**WORK TASK:** Lines from the one containing "assert_eq!(results.total, 0);" through the final line of the entries below: reproduce them exactly, all of them and only them.
(RECORDS FOR PROCESSING begins)
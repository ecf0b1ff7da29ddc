use crate::chapterizer::Chapter;
use crate::message::Message;
use crate::text_utils::escape_html;
use log::debug;

/// Displayed results are capped; the total hit count is still reported.
pub const MAX_RESULTS: usize = 50;

/// Characters of context kept on each side of a match.
const CONTEXT_RADIUS: usize = 40;

#[derive(Debug, Clone)]
pub struct SearchHit {
    pub chapter_index: usize,
    pub sequence_index: usize,
    /// Escaped context window with the match wrapped in a highlight span.
    pub context_html: String,
    /// Plain-text context window for non-HTML surfaces.
    pub context_text: String,
}

#[derive(Debug, Clone)]
pub struct SearchResults {
    pub total: usize,
    pub hits: Vec<SearchHit>,
}

/// Linear case-insensitive substring scan over raw message text.
///
/// Matches are counted left to right, non-overlapping, per message. The
/// scan works on raw text rather than rendered HTML so markup never
/// produces phantom hits.
pub fn search_chapters(
    chapters: &[Chapter],
    messages: &[Message],
    query: &str,
) -> SearchResults {
    let query_chars = fold_case(query);
    if query_chars.is_empty() {
        return SearchResults {
            total: 0,
            hits: Vec::new(),
        };
    }

    let mut total = 0;
    let mut hits = Vec::new();

    for chapter in chapters {
        for message in chapter.messages(messages) {
            let text_chars: Vec<char> = message.text.chars().collect();
            let folded = fold_case(&message.text);

            let mut start = 0;
            while start + query_chars.len() <= folded.len() {
                if folded[start..start + query_chars.len()] == query_chars[..] {
                    total += 1;
                    if hits.len() < MAX_RESULTS {
                        hits.push(build_hit(
                            chapter.index,
                            message.sequence_index,
                            &text_chars,
                            start,
                            query_chars.len(),
                        ));
                    }
                    start += query_chars.len();
                } else {
                    start += 1;
                }
            }
        }
    }

    debug!("Search found {total} hits, displaying {}", hits.len());
    SearchResults { total, hits }
}

/// Case folding that keeps a 1:1 character mapping so match positions line
/// up with the original text.
fn fold_case(text: &str) -> Vec<char> {
    text.chars()
        .map(|c| c.to_lowercase().next().unwrap_or(c))
        .collect()
}

fn build_hit(
    chapter_index: usize,
    sequence_index: usize,
    text_chars: &[char],
    match_start: usize,
    match_len: usize,
) -> SearchHit {
    let window_start = match_start.saturating_sub(CONTEXT_RADIUS);
    let window_end = (match_start + match_len + CONTEXT_RADIUS).min(text_chars.len());

    let before: String = text_chars[window_start..match_start].iter().collect();
    let matched: String = text_chars[match_start..match_start + match_len].iter().collect();
    let after: String = text_chars[match_start + match_len..window_end].iter().collect();

    let prefix = if window_start > 0 { "…" } else { "" };
    let suffix = if window_end < text_chars.len() { "…" } else { "" };

    SearchHit {
        chapter_index,
        sequence_index,
        context_html: format!(
            "{prefix}{}<span class=\"search-highlight\">{}</span>{}{suffix}",
            escape_html(&before),
            escape_html(&matched),
            escape_html(&after)
        ),
        context_text: format!("{prefix}{before}{matched}{after}{suffix}"),
    }
}

#[cfg(test)]
mod tests {
    use super::*;
    use crate::chapterizer::{ChapterSettings, chapterize};
    use crate::timestamp::normalize_timestamp;

    fn msg(seq: usize, text: &str) -> Message {
        Message {
            name: "Bob".to_string(),
            is_user: false,
            is_system: false,
            text: text.to_string(),
            send_timestamp: normalize_timestamp("1700000000"),
            sequence_index: seq,
            extra_images: Vec::new(),
            images_replace_text: false,
        }
    }

    fn corpus(texts: &[&str]) -> (Vec<Chapter>, Vec<Message>) {
        let messages: Vec<Message> = texts
            .iter()
            .enumerate()
            .map(|(i, t)| msg(i, t))
            .collect();
        let chapters = chapterize(&messages, &ChapterSettings::default());
        (chapters, messages)
    }

    #[test]
    fn test_case_insensitive_match() {
        let (chapters, messages) = corpus(&["Hello World", "nothing here"]);
        let results = search_chapters(&chapters, &messages, "hello");
        assert_eq!(results.total, 1);
        assert_eq!(results.hits[0].sequence_index, 0);
    }

    #[test]
    fn test_non_overlapping_left_to_right_count() {
        let (chapters, messages) = corpus(&["aaaa"]);
        let results = search_chapters(&chapters, &messages, "aa");
        assert_eq!(results.total, 2);
    }

    #[test]
    fn test_context_contains_query_and_is_escaped() {
        let (chapters, messages) = corpus(&["before <b>bold</b> needle after"]);
        let results = search_chapters(&chapters, &messages, "needle");
        let hit = &results.hits[0];
        assert!(hit.context_html.contains("<span class=\"search-highlight\">needle</span>"));
        assert!(hit.context_html.contains("&lt;b&gt;"));
        assert!(hit.context_text.contains("needle"));
    }

    #[test]
    fn test_display_cap_and_total() {
        let texts: Vec<String> = (0..60).map(|i| format!("needle number {i}")).collect();
        let refs: Vec<&str> = texts.iter().map(String::as_str).collect();
        let (chapters, messages) = corpus(&refs);
        let results = search_chapters(&chapters, &messages, "needle");
        assert_eq!(results.total, 60);
        assert_eq!(results.hits.len(), MAX_RESULTS);
    }

    #[test]
    fn test_empty_query_no_hits() {
        let (chapters, messages) = corpus(&["anything"]);
        let results = search_chapters(&chapters, &messages, "");
        assert_eq!(results.total, 0);
        assert!(results.hits.is_empty());
    }

    #[test]
    fn test_window_ellipsis_on_long_text() {
        let long = format!("{}needle{}", "x".repeat(100), "y".repeat(100));
        let (chapters, messages) = corpus(&[long.as_str()]);
        let results = search_chapters(&chapters, &messages, "needle");
        let hit = &results.hits[0];
        assert!(hit.context_text.starts_with('…'));
        assert!(hit.context_text.ends_with('…'));
    }
}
(RECORDS FOR PROCESSING ends)
**OUTPUT:**
        assert_eq!(results.total, 0);
        assert!(results.hits.is_empty());
    }

    #[test]
    fn test_window_ellipsis_on_long_text() {
        let long = format!("{}needle{}", "x".repeat(100), "y".repeat(100));
        let (chapters, messages) = corpus(&[long.as_str()]);
        let results = search_chapters(&chapters, &messages, "needle");
        let hit = &results.hits[0];
        assert!(hit.context_text.starts_with('…'));
        assert!(hit.context_text.ends_with('…'));
    }
}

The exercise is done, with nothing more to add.